Go through the data below and copy each line where the word "CatalogError" occurs.

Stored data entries
* * * * *
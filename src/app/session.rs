//! Presentation session facade
//!
//! Coordinates navigation, selection and the animation driver behind a
//! single surface of intents and one read-only snapshot. After every
//! mutation the pause predicate is re-derived from current state (never
//! captured at tick registration) and the driver's ticker is started or
//! stopped to match.

use thiserror::Error;

use crate::app::driver::AnimationDriver;
use crate::catalog::{CatalogError, Deck, Section};
use crate::config::{ConfigError, SessionConfig};
use crate::domain::animation::should_pause;
use crate::domain::navigation::Navigation;
use crate::domain::selection::{ItemSpace, SelectionBoard};
use crate::input::Intent;

/// Failures building a session; once built, no operation can fail
#[derive(Debug, Error)]
pub enum SessionError {
    #[error(transparent)]
    Catalog(#[from] CatalogError),
    #[error(transparent)]
    Config(#[from] ConfigError),
}

/// Read-only view of the session for a render pass
#[derive(Debug, Clone, Copy)]
pub struct Snapshot<'a> {
    /// The section currently on screen
    pub section: &'static Section,
    /// Active and hovered ids per item-space
    pub selection: &'a SelectionBoard,
    /// Animation phase in `[0, 100)`
    pub phase: u8,
    /// Whether the animation is currently advancing
    pub running: bool,
}

/// One viewer's presentation session
///
/// Created with fixed initial values (section 0, empty selections,
/// phase 0, playback on) and auto-starts its animation. All intents
/// are total functions: indices clamp, toggles are idempotent over two
/// identical calls, and nothing returns an error.
///
/// The session owns the only timer resource (the driver's ticker) and
/// is the only mutator context; intents run synchronously on the
/// caller's thread.
pub struct Session {
    deck: Deck,
    config: SessionConfig,
    navigation: Navigation,
    selection: SelectionBoard,
    play_requested: bool,
    driver: AnimationDriver,
}

impl Session {
    /// Builds a session over `deck`, validating deck and config first
    pub fn new(deck: Deck, config: SessionConfig) -> Result<Self, SessionError> {
        deck.validate()?;
        config.validate(deck.section_count())?;

        let mut session = Self {
            deck,
            config,
            navigation: Navigation::new(deck.section_count()),
            selection: SelectionBoard::new(),
            play_requested: true,
            driver: AnimationDriver::new(config.tick_period),
        };
        // Auto-play: playback starts on and no selection exists yet
        session.sync_driver();
        Ok(session)
    }

    /// Builds a session over the standard BaaS deck with default config
    pub fn standard() -> Result<Self, SessionError> {
        Self::new(Deck::standard(), SessionConfig::default())
    }

    /// Applies one input intent
    pub fn apply(&mut self, intent: Intent) {
        match intent {
            Intent::SelectSection(index) => self.select_section(index),
            Intent::NextSection => self.next_section(),
            Intent::PreviousSection => self.previous_section(),
            Intent::ToggleItem { space, id } => self.toggle_item(space, &id),
            Intent::HoverItem { space, id } => self.hover_item(space, &id),
            Intent::UnhoverItem { space } => self.unhover_item(space),
            Intent::TogglePlay => self.toggle_play(),
        }
    }

    /// Jumps to `index`, clamped into the deck's section range
    pub fn select_section(&mut self, index: usize) {
        if self.navigation.go_to(index) {
            tracing::debug!(section = self.navigation.current(), "section changed");
        }
        self.sync_driver();
    }

    /// Steps to the following section, clamped at the last one
    pub fn next_section(&mut self) {
        if self.navigation.next() {
            tracing::debug!(section = self.navigation.current(), "section changed");
        }
        self.sync_driver();
    }

    /// Steps to the preceding section, clamped at the first one
    pub fn previous_section(&mut self) {
        if self.navigation.previous() {
            tracing::debug!(section = self.navigation.current(), "section changed");
        }
        self.sync_driver();
    }

    /// Click-toggles the active item of `space`
    ///
    /// Ids are opaque to the session; selecting an id the deck does not
    /// know simply selects an id no renderer will highlight.
    pub fn toggle_item(&mut self, space: ItemSpace, id: &str) {
        self.selection.toggle_active(space, id);
        self.sync_driver();
    }

    /// Pointer entered an item of `space`
    pub fn hover_item(&mut self, space: ItemSpace, id: &str) {
        self.selection.set_hover(space, Some(id));
        self.sync_driver();
    }

    /// Pointer left whatever was hovered in `space`
    pub fn unhover_item(&mut self, space: ItemSpace) {
        self.selection.clear_hover(space);
        self.sync_driver();
    }

    /// Flips the play/pause switch
    pub fn toggle_play(&mut self) {
        self.set_play_requested(!self.play_requested);
    }

    /// Sets the play/pause switch directly
    pub fn set_play_requested(&mut self, play: bool) {
        self.play_requested = play;
        self.sync_driver();
    }

    /// The deck this session presents
    pub fn deck(&self) -> &Deck {
        &self.deck
    }

    /// The section currently on screen
    pub fn current_section(&self) -> &'static Section {
        // Navigation clamps into the deck range, which validate()
        // guarantees is non-empty
        &self.deck.sections[self.navigation.current()]
    }

    /// Whether the animation is currently advancing
    pub fn is_running(&self) -> bool {
        self.driver.is_running()
    }

    /// Current animation phase, in `[0, 100)`
    pub fn animation_phase(&self) -> u8 {
        self.driver.phase()
    }

    /// Whether playback is requested (the explicit switch, not the
    /// derived running state)
    pub fn play_requested(&self) -> bool {
        self.play_requested
    }

    /// Active and hovered selections
    pub fn selection(&self) -> &SelectionBoard {
        &self.selection
    }

    /// Read-only view for one render pass
    pub fn snapshot(&self) -> Snapshot<'_> {
        Snapshot {
            section: self.current_section(),
            selection: &self.selection,
            phase: self.driver.phase(),
            running: self.driver.is_running(),
        }
    }

    /// Re-derives the pause predicate and aligns the ticker with it
    ///
    /// Called after every mutation. Start/stop on the driver are
    /// idempotent, so re-affirming the current state is free.
    fn sync_driver(&mut self) {
        let pause = should_pause(
            &self.config.pause_rules,
            self.play_requested,
            self.navigation.current(),
            &self.selection,
        );

        let was_running = self.driver.is_running();
        if pause {
            self.driver.stop();
        } else {
            self.driver.start();
        }

        if was_running != self.driver.is_running() {
            tracing::debug!(
                running = self.driver.is_running(),
                phase = self.driver.phase(),
                "animation state changed"
            );
        }
    }
}

#[cfg(test)]
mod tests {
    use super::*;
    use std::thread;
    use std::time::{Duration, Instant};

    const TEST_PERIOD: Duration = Duration::from_millis(2);

    fn test_session() -> Session {
        let config = SessionConfig {
            tick_period: TEST_PERIOD,
            ..SessionConfig::default()
        };
        Session::new(Deck::standard(), config).expect("standard deck builds")
    }

    fn wait_for(mut pred: impl FnMut() -> bool, what: &str) {
        let deadline = Instant::now() + Duration::from_secs(2);
        while !pred() {
            assert!(Instant::now() < deadline, "timed out waiting for {what}");
            thread::sleep(Duration::from_micros(200));
        }
    }

    #[test]
    fn session_auto_starts_playing_at_section_zero() {
        let session = test_session();
        let snapshot = session.snapshot();

        assert_eq!(snapshot.section.id, 0);
        assert!(snapshot.running);
        assert!(session.play_requested());
    }

    #[test]
    fn select_section_clamps_like_go_to() {
        let mut session = test_session();
        let last = session.deck().section_count() - 1;

        for (input, expected) in [(3, 3), (999, last), (0, 0), (last, last)] {
            session.select_section(input);
            assert_eq!(session.current_section().id, expected);
        }
    }

    #[test]
    fn stepping_past_the_end_clamps() {
        let mut session = test_session();
        let count = session.deck().section_count();

        for _ in 0..count + 5 {
            session.next_section();
        }
        assert_eq!(session.current_section().id, count - 1);

        for _ in 0..count + 5 {
            session.previous_section();
        }
        assert_eq!(session.current_section().id, 0);
    }

    #[test]
    fn navigating_sections_keeps_the_animation_running() {
        let mut session = test_session();

        session.select_section(SessionConfig::ECOSYSTEM_SECTION);
        assert!(session.is_running());

        session.select_section(SessionConfig::BUSINESS_MODELS_SECTION);
        assert!(session.is_running());
    }

    #[test]
    fn participant_selection_pauses_and_reselection_resumes() {
        let mut session = test_session();
        session.select_section(SessionConfig::ECOSYSTEM_SECTION);
        wait_for(|| session.animation_phase() > 0, "animation to advance");

        session.toggle_item(ItemSpace::Participant, "bank");
        assert!(!session.is_running());

        // Frozen, not reset: the phase survives the pause untouched
        let frozen = session.animation_phase();
        thread::sleep(TEST_PERIOD * 10);
        assert_eq!(session.animation_phase(), frozen);

        session.toggle_item(ItemSpace::Participant, "bank");
        assert!(session.is_running());
        wait_for(|| session.animation_phase() != frozen, "resume tick");
        let resumed = session.animation_phase();
        let delta = (u16::from(resumed) + 100 - u16::from(frozen)) % 100;
        assert!(delta >= 1 && delta <= 10, "frozen {frozen} -> resumed {resumed}");
    }

    #[test]
    fn model_selection_pauses_only_its_own_section() {
        let mut session = test_session();

        session.select_section(SessionConfig::BUSINESS_MODELS_SECTION);
        session.toggle_item(ItemSpace::BusinessModel, "direct");
        assert!(!session.is_running());

        // The stale selection goes inert on another section
        session.select_section(5);
        assert!(session.is_running());

        // and bites again when the section is revisited
        session.select_section(SessionConfig::BUSINESS_MODELS_SECTION);
        assert!(!session.is_running());
    }

    #[test]
    fn service_selection_and_hover_never_pause() {
        let mut session = test_session();

        session.select_section(3);
        session.toggle_item(ItemSpace::Service, "pix");
        session.hover_item(ItemSpace::Service, "cards");
        assert!(session.is_running());

        session.select_section(SessionConfig::ECOSYSTEM_SECTION);
        session.hover_item(ItemSpace::Participant, "bank");
        assert!(session.is_running());

        session.unhover_item(ItemSpace::Participant);
        assert!(session.is_running());
    }

    #[test]
    fn explicit_pause_dominates_section_rules() {
        let mut session = test_session();

        session.toggle_play();
        assert!(!session.is_running());
        assert!(!session.play_requested());

        // Section changes cannot resume a switched-off animation
        session.select_section(2);
        assert!(!session.is_running());
        session.next_section();
        assert!(!session.is_running());

        session.toggle_play();
        assert!(session.is_running());
    }

    #[test]
    fn pause_while_selection_is_active_stays_paused_after_deselect() {
        let mut session = test_session();
        session.select_section(SessionConfig::ECOSYSTEM_SECTION);
        session.toggle_item(ItemSpace::Participant, "bcb");
        session.toggle_play();

        // Both reasons to pause hold; removing one is not enough
        session.toggle_item(ItemSpace::Participant, "bcb");
        assert!(!session.is_running());

        session.toggle_play();
        assert!(session.is_running());
    }

    #[test]
    fn intents_drive_the_same_transitions() {
        let mut session = test_session();

        session.apply(Intent::SelectSection(SessionConfig::ECOSYSTEM_SECTION));
        session.apply(Intent::ToggleItem {
            space: ItemSpace::Participant,
            id: "fintech".into(),
        });
        assert!(!session.is_running());
        assert!(session.selection().is_active(ItemSpace::Participant, "fintech"));

        session.apply(Intent::HoverItem {
            space: ItemSpace::Service,
            id: "pix".into(),
        });
        session.apply(Intent::UnhoverItem { space: ItemSpace::Service });
        assert_eq!(session.selection().hovered(ItemSpace::Service), None);

        session.apply(Intent::NextSection);
        assert_eq!(session.current_section().id, 2);
        assert!(session.is_running());

        session.apply(Intent::PreviousSection);
        assert_eq!(session.current_section().id, 1);
        assert!(!session.is_running());

        session.apply(Intent::TogglePlay);
        assert!(!session.play_requested());
    }

    #[test]
    fn snapshot_reflects_current_state() {
        let mut session = test_session();
        session.select_section(3);
        session.hover_item(ItemSpace::Service, "efx");

        let snapshot = session.snapshot();
        assert_eq!(snapshot.section.title, "Serviços BaaS");
        assert!(snapshot.selection.is_hovered(ItemSpace::Service, "efx"));
        assert!(snapshot.running);
    }

    #[test]
    fn construction_rejects_invalid_config() {
        let config = SessionConfig {
            tick_period: Duration::ZERO,
            ..SessionConfig::default()
        };
        assert!(matches!(
            Session::new(Deck::standard(), config),
            Err(SessionError::Config(_))
        ));
    }
}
* * * * *
*Result below*
use crate::catalog::{CatalogError, Deck, Section};
    Catalog(#[from] CatalogError),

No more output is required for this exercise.